Would you print out every entry exactly as given?

===============

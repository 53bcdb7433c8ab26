//! Shared utilities for CLI commands.

use std::path::Path;

use anyhow::{Context, Result};
use chrono::{DateTime, Utc};
use tl_core::{LayoutOptions, Session, TimelineLayout};

/// Parses an ISO 8601 timestamp given on the command line.
pub fn parse_timestamp(s: &str, name: &str) -> Result<DateTime<Utc>> {
    let dt = DateTime::parse_from_rfc3339(s).with_context(|| {
        format!("invalid --{name} timestamp, expected ISO 8601 (e.g., 2024-04-02T10:00:00Z)")
    })?;
    Ok(dt.with_timezone(&Utc))
}

/// Loads a session document.
pub fn load_session(path: &Path) -> Result<Session> {
    tl_core::load_from_path(path)
        .with_context(|| format!("failed to load session from {}", path.display()))
}

/// Loads a session document and runs a rendering pass over it.
pub fn load_layout(path: &Path, options: &LayoutOptions) -> Result<TimelineLayout> {
    let session = load_session(path)?;
    TimelineLayout::build(&session, options).context("failed to lay out timeline")
}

===============

## Answer to the exercise
repository 53bcdb7433c8ab26
//! Shared utilities for CLI commands.

use std::path::Path;

use anyhow::{Context, Result};
use chrono::{DateTime, Utc};
use tl_core::{LayoutOptions, Session, TimelineLayout};

/// Parses an ISO 8601 timestamp given on the command line.
pub fn parse_timestamp(s: &str, name: &str) -> Result<DateTime<Utc>> {
    let dt = DateTime::parse_from_rfc3339(s).with_context(|| {
        format!("invalid --{name} timestamp, expected ISO 8601 (e.g., 2024-04-02T10:00:00Z)")
    })?;
    Ok(dt.with_timezone(&Utc))
}

/// Loads a session document.
pub fn load_session(path: &Path) -> Result<Session> {
    tl_core::load_from_path(path)
        .with_context(|| format!("failed to load session from {}", path.display()))
}

/// Loads a session document and runs a rendering pass over it.
pub fn load_layout(path: &Path, options: &LayoutOptions) -> Result<TimelineLayout> {
    let session = load_session(path)?;
    TimelineLayout::build(&session, options).context("failed to lay out timeline")
}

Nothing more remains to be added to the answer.